There has been some speculation as to the reasons for Harry’s low mortality rates, especially as other surgeons were not always as successful with the Harris prostatectomy. In his obituary of Harry in the British Medical Journal, Clifford Morson described his as a ‘brilliant craftsman’. In a speech at the RACS sir Gordon Gordon-Taylor recalled ‘the gentle touch of his fingers coaxing the prostate from its bed’. Besides being a skilled and gentle surgeon, Harry was strict in his adherence to asepsis: Any visiting surgeon, who was seen to put his hands in the pockets of his street clothes underneath his gown, had his gown pinned together at the back to prevent any repetition of this possible source of contamination.

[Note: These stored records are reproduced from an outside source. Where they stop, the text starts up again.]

use schema::{ChartDataIssue, ChartId, PokemonType};
use std::fmt;

/// Main error type for the type-effectiveness engine
#[derive(Debug, Clone, PartialEq, Eq)]
pub enum TypeChartError {
    /// The requested chart identifier is not one of the supported charts
    InvalidChartId(String),
    /// A type name that the selected chart does not recognize
    InvalidTypeName { chart: ChartId, name: String },
    /// A type list that is not one or two entries long
    InvalidTypeCount { found: usize },
    /// The same type was given for both slots of a dual-type defender
    DuplicateDefenderType(PokemonType),
    /// A defender sits in more than one damage relation set of one attacker
    MalformedRelation {
        chart: ChartId,
        attacker: PokemonType,
        defender: PokemonType,
    },
    /// A relation references a type the chart does not declare
    UndeclaredType {
        chart: ChartId,
        attacker: PokemonType,
        referenced: PokemonType,
    },
    /// The declared type list does not match the chart's era
    TypeSetMismatch {
        chart: ChartId,
        missing: Vec<PokemonType>,
        unexpected: Vec<PokemonType>,
    },
    /// A type is declared more than once in one chart
    DuplicateTypeName {
        chart: ChartId,
        pokemon_type: PokemonType,
    },
    /// Two charts were supplied under the same identifier
    DuplicateChart(ChartId),
    /// No chart was supplied for a supported identifier
    MissingChart(ChartId),
    /// The chart data embedded at build time could not be decoded
    CorruptCompiledData(String),
    /// An external chart file could not be parsed
    ChartParse(String),
}

impl TypeChartError {
    /// Attach the chart identifier to a validation issue.
    pub fn from_issue(chart: ChartId, issue: ChartDataIssue) -> Self {
        match issue {
            ChartDataIssue::OverlappingRelation { attacker, defender } => {
                TypeChartError::MalformedRelation {
                    chart,
                    attacker,
                    defender,
                }
            }
            ChartDataIssue::UndeclaredType {
                attacker,
                referenced,
            } => TypeChartError::UndeclaredType {
                chart,
                attacker,
                referenced,
            },
            ChartDataIssue::DuplicateTypeName(pokemon_type) => TypeChartError::DuplicateTypeName {
                chart,
                pokemon_type,
            },
            ChartDataIssue::TypeSetMismatch {
                missing,
                unexpected,
            } => TypeChartError::TypeSetMismatch {
                chart,
                missing,
                unexpected,
            },
        }
    }
}

impl fmt::Display for TypeChartError {
    fn fmt(&self, f: &mut fmt::Formatter<'_>) -> fmt::Result {
        match self {
            TypeChartError::InvalidChartId(id) => write!(f, "Invalid chart id: {}", id),
            TypeChartError::InvalidTypeName { chart, name } => {
                write!(f, "Type '{}' is not valid in chart {}", name, chart)
            }
            TypeChartError::InvalidTypeCount { found } => {
                write!(f, "Expected one or two types, got {}", found)
            }
            TypeChartError::DuplicateDefenderType(pokemon_type) => {
                write!(f, "Defender lists {} twice", pokemon_type)
            }
            TypeChartError::MalformedRelation {
                chart,
                attacker,
                defender,
            } => write!(
                f,
                "Malformed relation in chart {}: {} appears in more than one damage set of {}",
                chart, defender, attacker
            ),
            TypeChartError::UndeclaredType {
                chart,
                attacker,
                referenced,
            } => write!(
                f,
                "Chart {} relation of {} references undeclared type {}",
                chart, attacker, referenced
            ),
            TypeChartError::TypeSetMismatch {
                chart,
                missing,
                unexpected,
            } => write!(
                f,
                "Chart {} declares the wrong types (missing: {:?}, unexpected: {:?})",
                chart, missing, unexpected
            ),
            TypeChartError::DuplicateTypeName {
                chart,
                pokemon_type,
            } => write!(f, "Chart {} declares {} twice", chart, pokemon_type),
            TypeChartError::DuplicateChart(id) => write!(f, "Chart {} supplied twice", id),
            TypeChartError::MissingChart(id) => write!(f, "No data supplied for chart {}", id),
            TypeChartError::CorruptCompiledData(details) => {
                write!(f, "Compiled chart data is corrupt: {}", details)
            }
            TypeChartError::ChartParse(details) => write!(f, "Cannot parse chart: {}", details),
        }
    }
}

impl std::error::Error for TypeChartError {}

/// Type alias for Results using TypeChartError
pub type TypeChartResult<T> = Result<T, TypeChartError>;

Leonard Murphy, who made a particular study of Harry, noted that:

[Harry] was a specialist urologist working almost exclusively in one hospital with a very experienced and unchanging staff. Such favourable conditions were very rare at a time when prostatectomy was still regarded as part of the repertoire of a general surgeon.

Harry published 37 papers on urology and was on the editorial boards of not only The Australian and New Zealand Journal of Surgery but also The British Journal of Surgery. He was a Foundation Fellow of the RACS, a Member of the International Society of Urology, and would have been Foundation President of the Urological Society of Australasia, had he not died in December 1936. The inaugural meeting of the Society took place the following month.[1]




Citation: Mellor, Lise (2008) Harris, Samuel Henry. Faculty of Medicine Online Museum and Archive, University of Sydney.

An alternate version appears in: Mellor, L. 150 Years, 150 Firsts: The People of the Faculty of Medicine (2006) Sydney, Sydney University Press.